Un conflit juridique oppose les deux parties
Chacun des deux camps, assurent qu’il est dans la légalité. Le ministre de la Santé présente l’article 15 du Code de la fonction publique qui stipule qu’ «Il est interdit à tout fonctionnaire d'exercer à titre professionnel une activité privée lucrative de quelque nature que ce soit. Il ne pourra être dérogé à cette interdiction qu'exceptionnellement et pour chaque cas par décision du ministre duquel relève l'agent intéressé après approbation du président du conseil. Cette décision, prise à titre précaire, est toujours révocable dans l'intérêt du service.»

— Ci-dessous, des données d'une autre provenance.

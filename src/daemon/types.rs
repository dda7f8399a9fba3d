//! Daemon data types and error definitions.

use serde::{Deserialize, Serialize};
use thiserror::Error;

/// Status string the daemon reports on success.
pub const STATUS_OK: &str = "OK";

/// Whether a response status means success. Older daemons omit the field on
/// some endpoints, so an empty status counts as success.
pub fn is_status_ok(status: &str) -> bool {
    status.is_empty() || status == STATUS_OK
}

/// Errors that can occur while talking to the daemon.
///
/// Logical "not found" outcomes are never errors; lookups report them as
/// `Ok(None)`.
#[derive(Debug, Error)]
pub enum DaemonError {
    /// The HTTP client could not be constructed (bad proxy, TLS setup).
    #[error("Failed to configure daemon transport: {0}")]
    Connect(String),

    /// Connection or request failed.
    #[error("Transport error: {0}")]
    Transport(String),

    /// Request timed out.
    #[error("Daemon request timed out after {0} seconds")]
    Timeout(u64),

    /// The daemon's authentication challenge could not be answered.
    #[error("Daemon authentication failed: {0}")]
    Auth(String),

    /// Daemon answered with a non-success HTTP status.
    #[error("Daemon returned HTTP status {0}")]
    HttpStatus(u16),

    /// Daemon answered with a JSON-RPC error object.
    #[error("Daemon RPC error {code}: {message}")]
    Rpc { code: i64, message: String },

    /// Daemon answered with a status other than `OK` on a call that must succeed.
    #[error("Daemon reported status '{0}'")]
    Status(String),

    /// Response body did not match the expected shape.
    #[error("Malformed daemon response: {0}")]
    Decode(String),
}

/// Result type for daemon operations.
pub type DaemonResult<T> = Result<T, DaemonError>;

/// Summary of a block as reported by the daemon.
#[derive(Debug, Clone, Default, PartialEq, Eq, Serialize, Deserialize)]
pub struct BlockHeader {
    #[serde(default)]
    pub height: u64,
    #[serde(default)]
    pub hash: String,
    /// Seconds since the Unix epoch.
    #[serde(default)]
    pub timestamp: u64,
    #[serde(default, rename = "num_txes")]
    pub tx_count: u64,
    /// Size in bytes.
    #[serde(default, rename = "block_size")]
    pub size: u64,
    #[serde(default)]
    pub difficulty: u64,
    /// Reward in atomic units.
    #[serde(default)]
    pub reward: u64,
}

/// A block header together with its transaction hashes.
#[derive(Debug, Clone, Default, PartialEq, Eq)]
pub struct BlockDetail {
    pub header: BlockHeader,
    /// Non-coinbase transactions, in block order.
    pub tx_hashes: Vec<String>,
    pub miner_tx_hash: String,
}

impl BlockDetail {
    /// Every transaction hash in the block, coinbase last.
    pub fn all_tx_hashes(&self) -> impl Iterator<Item = &str> {
        self.tx_hashes
            .iter()
            .map(String::as_str)
            .chain(std::iter::once(self.miner_tx_hash.as_str()))
    }
}

/// A transaction as reported by the daemon.
#[derive(Debug, Clone, Default, PartialEq, Eq, Serialize, Deserialize)]
pub struct TransactionRecord {
    #[serde(default, rename = "tx_hash")]
    pub hash: String,
    #[serde(default)]
    pub as_hex: String,
    /// Height of the containing block, 0 while unconfirmed.
    #[serde(default)]
    pub block_height: u64,
    #[serde(default)]
    pub block_timestamp: u64,
    #[serde(default, rename = "double_spend_seen")]
    pub double_spend: bool,
    #[serde(default)]
    pub in_pool: bool,
}

impl TransactionRecord {
    pub fn is_confirmed(&self) -> bool {
        self.block_height != 0
    }

    /// Size in bytes derived from the hex payload.
    pub fn size(&self) -> usize {
        self.as_hex.len() / 2
    }
}

/// Network-wide statistics.
#[derive(Debug, Clone, Default, PartialEq, Eq, Serialize, Deserialize)]
pub struct ChainInfo {
    #[serde(default)]
    pub difficulty: u64,
    #[serde(default)]
    pub tx_count: u64,
    #[serde(default)]
    pub height: u64,
}

/// How a block is addressed in a `get_block` call.
#[derive(Debug, Clone, PartialEq, Eq)]
pub enum BlockSelector {
    Height(u64),
    Hash(String),
}

impl BlockSelector {
    /// Interpret a user-supplied block id: decimal digits are a height,
    /// anything else is a hash.
    pub fn parse(id: &str) -> Self {
        if !id.is_empty() && id.bytes().all(|b| b.is_ascii_digit()) {
            if let Ok(height) = id.parse() {
                return BlockSelector::Height(height);
            }
        }
        BlockSelector::Hash(id.to_string())
    }

    pub(crate) fn to_params(&self) -> serde_json::Value {
        match self {
            BlockSelector::Height(height) => serde_json::json!({ "height": height }),
            BlockSelector::Hash(hash) => serde_json::json!({ "hash": hash }),
        }
    }
}

// Wire shapes of individual RPC responses.

#[derive(Debug, Deserialize)]
pub(crate) struct HeightResponse {
    pub height: u64,
    #[serde(default)]
    pub status: String,
}

#[derive(Debug, Deserialize)]
pub(crate) struct InfoResponse {
    #[serde(flatten)]
    pub info: ChainInfo,
    #[serde(default)]
    pub status: String,
}

#[derive(Debug, Deserialize)]
pub(crate) struct HeadersRangeResponse {
    #[serde(default)]
    pub headers: Vec<BlockHeader>,
    #[serde(default)]
    pub status: String,
}

#[derive(Debug, Deserialize)]
pub(crate) struct HeaderByHeightResponse {
    pub block_header: Option<BlockHeader>,
    #[serde(default)]
    pub status: String,
}

#[derive(Debug, Deserialize)]
pub(crate) struct HeaderByHashResponse {
    #[serde(default)]
    pub block_headers: Vec<BlockHeader>,
    pub block_header: Option<BlockHeader>,
    #[serde(default)]
    pub status: String,
}

#[derive(Debug, Deserialize)]
pub(crate) struct GetBlockResponse {
    pub block_header: Option<BlockHeader>,
    /// Block body as a JSON document embedded in a string.
    #[serde(default)]
    pub json: String,
    #[serde(default)]
    pub miner_tx_hash: String,
    #[serde(default)]
    pub status: String,
}

#[derive(Debug, Deserialize)]
pub(crate) struct BlockBody {
    #[serde(default)]
    pub tx_hashes: Vec<String>,
}

#[derive(Debug, Deserialize)]
pub(crate) struct TransactionsResponse {
    #[serde(default)]
    pub txs: Vec<TransactionRecord>,
    #[serde(default)]
    pub status: String,
}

Quant aux médecins, ils ont également un argument juridique en leur faveur : l’article 56 du dahir du 21 août 1996 publié au Bulletin officiel du 21 novembre 1996 accorde, en effet, une dérogation aux «professeurs et professeurs agrégés de médecine portant statut particulier du corps des enseignants-chercheurs de médecine, de pharmacie et de médecine dentaire et les médecins, chirurgiens et biologistes des hôpitaux relevant des dispositions portant statut particulier du corps des médecins, chirurgiens, biologistes, pharmaciens et chirurgiens-dentistes des hôpitaux, sont autorisés à exercer de manière libérale dans les cliniques dénommées « cliniques universitaires»» ayant conclues des conventions avec le département de la Santé. Cette dérogation était provisoire, juste cinq ans. Le temps que les cliniques universitaires voient le jour. La réalisation de ce grand projet est renvoyée aux calendes grecques, du coup les blouses blanches estiment que la dérogation de 1996 est toujours en vigueur.
Le patient démunis paiera les pots cassés
Sans le moindre équivoque, ce sont les malades démunis qui pâtiront de cette tension entre le ministère et les médecins. Les hôpitaux publics, amputées de leurs meilleures compétences, seront des coquilles vides. Et tout naturellement, les cliniques privées qui vont largement profiter de cette situation en augmentant leurs chiffres d'affaires
La décision du ministre de la Santé, Houcine El Ouardi, est parfaitement similaire à celle de son collègue à l’Education nationale, Mohamed El Ouafa, interdisant aux enseignants de travailler dans les écoles privées. Deux mesures prises dans la précipitation dans deux secteurs en crise qui tirent, chaque année, le Maroc vers le bas dans le classement des pays en voie de développement. Dans sa dernière version du rapport 2012 du PNUD, le royaume y occupe le 130ème rang sur un total de 187 pays.